Microscopic pathology of chronic dietary l-BMAA exposures in vervets. Representative low-power images (5× magnification) of hyperphosphorylated tau (AT8) immunostained coronal hemisections from control (a,c) and l-BMAA-fed vervets (b,d). AT8 immunostaining is seen in the amygdala (Amy), entorhinal (EC), perirhinal (PrC), primary motor (M1) and temporal cortices of l-BMAA-fed vervets. Higher-power images show predominant tau AT8 staining in superficial cortical layers II and III with more robust staining over the entorhinal and perirhinal cortices (25× magnification) (d). Microscopic images (original magnification ×120) show NFT in vervets fed l-BMAA. Tangle-like tau aggregates are seen in the temporal gyrus (e,f). Dense intracellular tau immunolabelling (g–i) and extracellular deposits (j,k) were seen in the parahippocampal gyrus. Abundant neuropil threads, tangles and dystrophic neuronal processes are observed in layers II and III of the perirhinal cortex (I, high-power images shown in l,m) and the paralaminar nucleus of the amygdala (n).
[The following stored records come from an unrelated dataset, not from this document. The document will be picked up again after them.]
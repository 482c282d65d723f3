use std::sync::Arc;

use actix_web::{App, http::StatusCode, test, web};
use serde_json::{Value, json};

use crate::access::Actor;
use crate::config::GradingConfig;
use crate::models::notifications::{NewNotification, NotificationKind};
use crate::services::{AssignmentService, GradeService, ReportService, SubmissionService};
use crate::storage::Storage;
use crate::test_support::{BASE_TS, Scenario, ts};
use crate::utils::{JwtUtils, json_error_handler, path_error_handler, query_error_handler};

const SECRET: &str = "route-test-secret";

macro_rules! init_app {
    ($scenario:expr) => {{
        let s: &Scenario = &$scenario;
        test::init_service(
            App::new()
                .app_data(web::QueryConfig::default().error_handler(query_error_handler))
                .app_data(web::JsonConfig::default().error_handler(json_error_handler))
                .app_data(web::PathConfig::default().error_handler(path_error_handler))
                .app_data(web::Data::new(s.ctx.storage.clone()))
                .app_data(web::Data::new(JwtUtils::new(SECRET)))
                .app_data(web::Data::new(AssignmentService::new(s.ctx.clone())))
                .app_data(web::Data::new(SubmissionService::new(s.ctx.clone())))
                .app_data(web::Data::new(GradeService::new(
                    s.ctx.clone(),
                    GradingConfig::default(),
                )))
                .app_data(web::Data::new(ReportService::new(s.ctx.clone())))
                .configure(super::configure_routes),
        )
        .await
    }};
}

fn bearer(actor: &Actor) -> (&'static str, String) {
    let token = JwtUtils::new(SECRET)
        .generate_access_token(actor.id, &actor.role.to_string(), chrono::Duration::minutes(5))
        .unwrap();
    ("Authorization", format!("Bearer {token}"))
}

#[actix_web::test]
async fn test_assignment_lifecycle_over_http() {
    let s = Scenario::new(3).await;
    let app = init_app!(s);

    // 创建
    let req = test::TestRequest::post()
        .uri("/api/v1/assignments")
        .insert_header(bearer(&s.owner))
        .set_json(json!({
            "class_id": s.class_id,
            "title": "  Essay one ",
            "due_date": ts(BASE_TS + 86_400).to_rfc3339(),
            "max_points": 20.0,
            "assignment_type": "essay",
        }))
        .to_request();
    let resp = test::call_service(&app, req).await;
    assert_eq!(resp.status(), StatusCode::CREATED);
    let body: Value = test::read_body_json(resp).await;
    assert_eq!(body["code"], 0);
    assert_eq!(body["data"]["title"], "Essay one");
    let assignment_id = body["data"]["id"].as_i64().unwrap();

    // 学生提交
    let req = test::TestRequest::post()
        .uri(&format!("/api/v1/assignments/{assignment_id}/submissions"))
        .insert_header(bearer(&s.students[0]))
        .set_json(json!({ "submission_text": "draft" }))
        .to_request();
    let resp = test::call_service(&app, req).await;
    assert_eq!(resp.status(), StatusCode::OK);
    let body: Value = test::read_body_json(resp).await;
    assert_eq!(body["data"]["resubmitted"], false);
    let submission_id = body["data"]["submission"]["id"].as_i64().unwrap();

    // 评分
    let req = test::TestRequest::post()
        .uri(&format!("/api/v1/submissions/{submission_id}/grade"))
        .insert_header(bearer(&s.owner))
        .set_json(json!({ "score": 18.0, "feedback": "good" }))
        .to_request();
    let resp = test::call_service(&app, req).await;
    assert_eq!(resp.status(), StatusCode::OK);
    let body: Value = test::read_body_json(resp).await;
    assert_eq!(body["data"]["grade"]["percentage"], 90.0);
    assert_eq!(body["data"]["grade"]["letter_grade"], "A-");

    // 对账报告
    let req = test::TestRequest::get()
        .uri(&format!("/api/v1/assignments/{assignment_id}/report"))
        .insert_header(bearer(&s.owner))
        .to_request();
    let resp = test::call_service(&app, req).await;
    assert_eq!(resp.status(), StatusCode::OK);
    let body: Value = test::read_body_json(resp).await;
    let stats = &body["data"]["statistics"];
    assert_eq!(stats["total_enrolled"], 3);
    assert_eq!(stats["total_submitted"], 1);
    assert_eq!(stats["total_missing"], 2);
    assert_eq!(stats["submission_rate"], 33);

    // 学生的加权总评
    let req = test::TestRequest::get()
        .uri(&format!(
            "/api/v1/classes/{}/students/{}/summary",
            s.class_id, s.students[0].id
        ))
        .insert_header(bearer(&s.students[0]))
        .to_request();
    let resp = test::call_service(&app, req).await;
    assert_eq!(resp.status(), StatusCode::OK);
    let body: Value = test::read_body_json(resp).await;
    assert_eq!(body["data"]["weighted_percentage"], 90.0);

    // 有提交的作业删除后变为停用
    let req = test::TestRequest::delete()
        .uri(&format!("/api/v1/assignments/{assignment_id}"))
        .insert_header(bearer(&s.owner))
        .to_request();
    let resp = test::call_service(&app, req).await;
    assert_eq!(resp.status(), StatusCode::OK);
    let body: Value = test::read_body_json(resp).await;
    assert_eq!(body["data"]["outcome"], "deactivated");
}

#[actix_web::test]
async fn test_errors_map_to_status_codes() {
    let s = Scenario::new(2).await;
    let assignment = s.assignment(24, 10.0).await;
    let app = init_app!(s);

    // 未认证
    let req = test::TestRequest::get()
        .uri(&format!("/api/v1/assignments/{}", assignment.id))
        .to_request();
    let resp = test::call_service(&app, req).await;
    assert_eq!(resp.status(), StatusCode::UNAUTHORIZED);

    // 学生不能查看报告
    let req = test::TestRequest::get()
        .uri(&format!("/api/v1/assignments/{}/report", assignment.id))
        .insert_header(bearer(&s.students[0]))
        .to_request();
    let resp = test::call_service(&app, req).await;
    assert_eq!(resp.status(), StatusCode::FORBIDDEN);
    let body: Value = test::read_body_json(resp).await;
    assert_eq!(body["code"], 2001);

    // 未选课学生提交
    let req = test::TestRequest::post()
        .uri(&format!("/api/v1/assignments/{}/submissions", assignment.id))
        .insert_header(bearer(&s.outsider))
        .set_json(json!({}))
        .to_request();
    let resp = test::call_service(&app, req).await;
    assert_eq!(resp.status(), StatusCode::FORBIDDEN);
    let body: Value = test::read_body_json(resp).await;
    assert_eq!(body["code"], 2005);

    // 不存在的作业
    let req = test::TestRequest::get()
        .uri("/api/v1/assignments/9999")
        .insert_header(bearer(&s.owner))
        .to_request();
    let resp = test::call_service(&app, req).await;
    assert_eq!(resp.status(), StatusCode::NOT_FOUND);

    // 非法路径参数
    let req = test::TestRequest::get()
        .uri("/api/v1/assignments/abc")
        .insert_header(bearer(&s.owner))
        .to_request();
    let resp = test::call_service(&app, req).await;
    assert_eq!(resp.status(), StatusCode::BAD_REQUEST);

    // 空的更新
    let req = test::TestRequest::put()
        .uri(&format!("/api/v1/assignments/{}", assignment.id))
        .insert_header(bearer(&s.owner))
        .set_json(json!({}))
        .to_request();
    let resp = test::call_service(&app, req).await;
    assert_eq!(resp.status(), StatusCode::BAD_REQUEST);
    let body: Value = test::read_body_json(resp).await;
    assert_eq!(body["code"], 2009);
}

#[actix_web::test]
async fn test_export_sets_attachment_headers() {
    let s = Scenario::new(2).await;
    let assignment = s.assignment(24, 10.0).await;
    let app = init_app!(s);

    let req = test::TestRequest::get()
        .uri(&format!("/api/v1/assignments/{}/report/export", assignment.id))
        .insert_header(bearer(&s.owner))
        .to_request();
    let resp = test::call_service(&app, req).await;
    assert_eq!(resp.status(), StatusCode::OK);
    assert_eq!(
        resp.headers().get("Content-Type").unwrap(),
        "text/csv; charset=utf-8"
    );
    assert_eq!(
        resp.headers().get("Content-Disposition").unwrap(),
        format!(
            "attachment; filename=\"assignment_{}_submissions.csv\"",
            assignment.id
        )
        .as_str()
    );
    let body = test::read_body(resp).await;
    let text = String::from_utf8(body.to_vec()).unwrap();
    assert!(text.starts_with("Student Name,Email,Username,Status"));
    assert_eq!(text.lines().count(), 3);

    let req = test::TestRequest::get()
        .uri(&format!(
            "/api/v1/assignments/{}/report/export?format=JSON",
            assignment.id
        ))
        .insert_header(bearer(&s.owner))
        .to_request();
    let resp = test::call_service(&app, req).await;
    assert_eq!(resp.status(), StatusCode::OK);
    let body: Value = test::read_body_json(resp).await;
    assert_eq!(body["statistics"]["total_missing"], 2);

    let req = test::TestRequest::get()
        .uri(&format!(
            "/api/v1/assignments/{}/report/export?format=xlsx",
            assignment.id
        ))
        .insert_header(bearer(&s.owner))
        .to_request();
    let resp = test::call_service(&app, req).await;
    assert_eq!(resp.status(), StatusCode::BAD_REQUEST);
}

#[actix_web::test]
async fn test_notifications_are_scoped_to_caller() {
    let s = Scenario::new(2).await;
    let storage: Arc<dyn Storage> = s.ctx.storage.clone();
    storage
        .create_notifications(vec![
            NewNotification {
                user_id: s.students[0].id,
                kind: NotificationKind::GradeReleased,
                title: "Lab report".to_string(),
                content: Some("A（95.00%）".to_string()),
                reference_type: Some("assignment".to_string()),
                reference_id: Some(1),
                created_at: ts(BASE_TS),
            },
            NewNotification {
                user_id: s.students[1].id,
                kind: NotificationKind::AssignmentCreated,
                title: "Lab report".to_string(),
                content: None,
                reference_type: Some("assignment".to_string()),
                reference_id: Some(1),
                created_at: ts(BASE_TS),
            },
        ])
        .await
        .unwrap();
    let app = init_app!(s);

    let req = test::TestRequest::get()
        .uri("/api/v1/notifications")
        .insert_header(bearer(&s.students[0]))
        .to_request();
    let resp = test::call_service(&app, req).await;
    assert_eq!(resp.status(), StatusCode::OK);
    let body: Value = test::read_body_json(resp).await;
    let items = body["data"]["items"].as_array().unwrap();
    assert_eq!(items.len(), 1);
    assert_eq!(items[0]["kind"], "grade_released");
}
Tau plaques were seen in l-BMAA-fed vervets ranging from large and diffuse (o) to small dense aggregates (p). ac, anterior commissure; Amy, amygdala; Bmc, basal nucleus of the amygdala, magnocellular region; Bpc, basal nucleus of the amygdala, parvicellular subdivision; Cd, caudate; cgs, cingulate gyrus sulcus; EC, entorhinal cortex; L, lateral nucleus of the amygdala; LF, lateral fissure; M1, primary motor cortex; PrC, perirhinal cortex; PL, paralaminar nucleus; Pu, putamen; STS, superior temporal sulcus.